|ZARGAR, SAJAD - Sher-E- Kashmir University Of Agricultural Sciences & Technology Of Jammu|
|MIR, RAKEEB - Baba Ghulam Shah Badshah University|
|EBINEZER, LEONARD - Universita Di Padova|
|MASI, ANTONIO - Universita Di Padova|
|HAMI, AMMARAH - Sher-E- Kashmir University Of Agricultural Sciences & Technology Of Jammu|
|MANZOOR, MADHIYA - Sher-E- Kashmir University Of Agricultural Sciences & Technology Of Jammu|
|SALGOTRA, R.K - Sher-E- Kashmir University Of Agricultural Sciences & Technology Of Jammu|
|SOFI, NAJEEBUL - Sher-E- Kashmir University Of Agricultural Sciences & Technology Of Jammu|
|MUSHTAQ, ROOHI - Cluster University Srinagar|
|RAKWAL, R - University Of Tsukuba|
Submitted to: Frontiers in Plant Science
Publication Type: Peer Reviewed Journal
Publication Acceptance Date: 12/14/2021
Publication Date: 1/27/2022
Citation: Zargar, S.M., Mir, R.A., Ebinezer, L.B., Masi, A., Hami, A., Manzoor, M., Salgotra, R., Sofi, N.R., Mushtaq, R., Rohila, J.S., Rakwal, R. 2022. Physiological and multi-omics approaches for explaining drought stress tolerance and supporting sustainable production of rice. Frontiers in Plant Science. https://doi.org/10.3389/fpls.2021.803603.
Interpretive Summary: After the first rice genome was published, worldwide myriads of genome levels studies (commonly called “-omics”) were successfully conducted by comparing DNA (genomics), mRNA (transcriptomics), proteins (proteomics), and small molecule or metabolites (metabolomics). While these studies accomplished their individual narrower goals, very few studies have been successful in providing comprehensive understanding and solutions towards broader goal of drought tolerance in crop plants, especially rice. Recent research has shown that inclusion of two or more such -omics platforms in an investigation have greater potential for extracting better and deep understanding of drought tolerance mechanisms and finding more practical solutions for improving elite germplasm for future needs. Such use of multiple -omics platforms is commonly called multi-omics approach.
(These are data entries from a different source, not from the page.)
//! Iteration-only ranking command

use crate::app::{OutputFormat, RankArgs};
use crate::output;
use anyhow::Result;
use surfrank_core::{Config, IterativeSolver};

pub fn run(args: RankArgs, config: Config, format: OutputFormat) -> Result<()> {
    let (graph, config) = super::prepare(&args, config)?;

    let ranks = IterativeSolver::new()
        .with_damping(config.rank.damping)
        .with_epsilon(config.rank.epsilon)
        .with_max_iterations(config.rank.max_iterations)
        .run(&graph)?;

    print!("{}", output::format_ranks(&ranks, format));
    Ok(())
}
//! Terminal output formatter

use super::heading;
use surfrank_core::{CorpusGraph, RankReport, RankResult};

pub fn format_report(report: &RankReport) -> String {
    let mut output = format_ranks(&report.sampled);
    output.push_str(&format_ranks(&report.iterated));
    output
}

pub fn format_ranks(ranks: &RankResult) -> String {
    let mut output = heading(ranks);
    output.push('\n');

    for (page, rank) in ranks.iter() {
        output.push_str(&format!("  {}: {:.4}\n", page, rank));
    }

    output
}

pub fn format_links(graph: &CorpusGraph) -> String {
    let mut output = String::new();

    for (page, targets) in graph.to_links() {
        if targets.is_empty() {
            output.push_str(&format!("{} -> (no links)\n", page));
        } else {
            let joined = targets.into_iter().collect::<Vec<_>>().join(", ");
            output.push_str(&format!("{} -> {}\n", page, joined));
        }
    }

    output
}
In this article, we briefly review the potential of multi-omics approach for explaining drought stress tolerance and for its use towards producing climate-resilient germplasm for sustainable production of rice.
Technical Abstract: Drought differs from other natural disasters in several respects, largely because of the complexity of a crop’s response to it as water constitutes a major portion of any plant, and because we have the least understanding of a crop’s inductive mechanism for addressing drought tolerance among all major abiotic stressors. Overall, growth and productivity of crops at a global level is now an issue that is more severe and arises more frequently due to several reasons including climatic change-induced flash drought stress. Among the major crops, rice is a frontline staple cereal crop of the developing world and is critical to sustaining populations. Worldwide, studies have reported a reduction in rice productivity over the years because of droughts and its interaction with other biotic and abiotic stresses. Plants are evolutionarily primed to withstand a substantial number of environmental cues by undergoing a wide range of changes at molecular level, involving genes, proteins, and metabolites’ interactions to protect the plant’s growth and development. Currently, an in-depth, precise, and systemic understanding of fundamental biological and cellular mechanisms activated by crop plants during stress is accomplished by an umbrella of -omics technologies, such as transcriptomics, metabolomics, and proteomics. This combination of multi-omics approaches provides a comprehensive understanding of cellular dynamics during drought or other stress conditions in comparison to a single -omics approach. Thus, a greater need to utilize information (i.e., big -omics data) from various molecular pathways and link it with high-throughput phenotyping platforms to develop drought-resilient crop varieties for cultivation in ever-changing climatic conditions. This review article is focused on assembling current peer-reviewed published knowledge on the use of multi-omics approaches toward expediting the development of drought-tolerant rice plants for sustainable rice production and realizing global food security.